**What the task requires**
Whenever a line in the data holds the string "source", pull that line out.

_ _ _ _

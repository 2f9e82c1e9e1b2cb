// SPDX-License-Identifier: BUSL-1.1
// Copyright (c) 2026 Alfred Jean LLC

//! Minimal best-effort field lift from a raw ingest request into a
//! [`NormalizedEvent`] (spec §4.7 / §6's "Ingestion Shell"). This is
//! deliberately **not** the production-grade `message` -> fields parser
//! (explicitly out of scope, spec §1); it exists so the detection engine
//! and ingest contract are both exercisable end to end in this repository.
//! A real deployment replaces this module's output with whatever the real
//! line-parser emits — the engine itself does not care how an event was
//! produced.

use ids_core::NormalizedEvent;
use serde::{Deserialize, Serialize};

/// `POST /api/v1/events` request body (spec §6: "one event descriptor per
/// call: `{source, host, level, message}`").
#[derive(Debug, Clone, Deserialize)]
pub struct IngestRequest {
    pub source: String,
    #[serde(default)]
    pub host: Option<String>,
    #[serde(default)]
    pub level: Option<String>,
    pub message: String,
    /// Caller-assigned opaque identifier of the originating raw record
    /// (spec §6: "the core MUST be invoked only after the ingestion caller
    /// has assigned a `raw_id`"). Generated here when absent since this
    /// shell stands in for that caller.
    #[serde(default)]
    pub raw_id: Option<String>,
}

#[derive(Debug, Clone, Serialize)]
pub struct IngestResponse {
    pub ok: bool,
    pub id: String,
}

/// Lift an [`IngestRequest`] into a [`NormalizedEvent`] at arrival time
/// `ts`, with field extraction limited to the cheap heuristics a dev
/// harness can afford: an IPv4-shaped token as `src_ip`, `key=value` or
/// `key value` tokens for `port`/`path`/`method`/`status_code`, the sshd
/// `for [invalid user ]<user> from` phrase for `username`, and outcome
/// keywords.
pub fn lift_event(req: &IngestRequest, ts: i64, raw_id: String) -> NormalizedEvent {
    let mut event = NormalizedEvent {
        log_source: req.source.clone(),
        ts,
        host: req.host.clone(),
        source: Some(req.source.clone()),
        raw_id: Some(raw_id),
        raw: Some(req.message.clone()),
        ..Default::default()
    };

    let tokens: Vec<&str> = req.message.split_whitespace().collect();
    let mut i = 0;
    while i < tokens.len() {
        let token = tokens[i];
        if event.src_ip.is_none() && looks_like_ipv4(token) {
            event.src_ip = Some(token.trim_matches(|c: char| !c.is_ascii_alphanumeric() && c != '.').to_owned());
            i += 1;
            continue;
        }
        if let Some(port) = lift_kv(token, "port") {
            event.port = port.parse().ok();
            i += 1;
            continue;
        }
        if let Some(status) = lift_kv(token, "status") {
            event.status_code = status.parse().ok();
            i += 1;
            continue;
        }
        if let Some(user) = lift_kv(token, "user").or_else(|| lift_kv(token, "username")) {
            event.username = Some(user);
            i += 1;
            continue;
        }
        // sshd's "Failed/Accepted password for [invalid user ]<user> from <ip>".
        if event.username.is_none() && token.eq_ignore_ascii_case("for") {
            if tokens.get(i + 1).is_some_and(|t| t.eq_ignore_ascii_case("invalid"))
                && tokens.get(i + 2).is_some_and(|t| t.eq_ignore_ascii_case("user"))
            {
                if let Some(user) = tokens.get(i + 3) {
                    event.username = Some((*user).to_owned());
                    i += 4;
                    continue;
                }
            } else if let Some(user) = tokens.get(i + 1) {
                event.username = Some((*user).to_owned());
                i += 2;
                continue;
            }
        }
        if token.starts_with('/') {
            event.path = Some(token.trim_end_matches(|c: char| matches!(c, ',' | ';' | '"')).to_owned());
            i += 1;
            continue;
        }
        if matches!(token, "GET" | "POST" | "PUT" | "DELETE" | "HEAD" | "PATCH") {
            event.method = Some(token.to_owned());
        }
        i += 1;
    }

    let lowered = req.message.to_lowercase();
    event.outcome = if lowered.contains("fail") || lowered.contains("invalid") || lowered.contains("denied") {
        Some("fail".to_owned())
    } else if lowered.contains("success") || lowered.contains("accepted") {
        Some("success".to_owned())
    } else {
        None
    };

    event
}

fn lift_kv(token: &str, key: &str) -> Option<String> {
    let rest = token.strip_prefix(key)?;
    let rest = rest.strip_prefix('=').or_else(|| rest.strip_prefix(':'))?;
    let value = rest.trim_matches(|c: char| matches!(c, ',' | ';' | '"'));
    if value.is_empty() {
        None
    } else {
        Some(value.to_owned())
    }
}

fn looks_like_ipv4(token: &str) -> bool {
    let cleaned = token.trim_matches(|c: char| !c.is_ascii_alphanumeric() && c != '.');
    let parts: Vec<&str> = cleaned.split('.').collect();
    parts.len() == 4 && parts.iter().all(|p| !p.is_empty() && p.parse::<u8>().is_ok())
}

#[cfg(test)]
#[path = "ingest_tests.rs"]
mod tests;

_ _ _ _

**Result below**
/// call: `{source, host, level, message}`").
    pub source: String,
        log_source: req.source.clone(),
        source: Some(req.source.clone()),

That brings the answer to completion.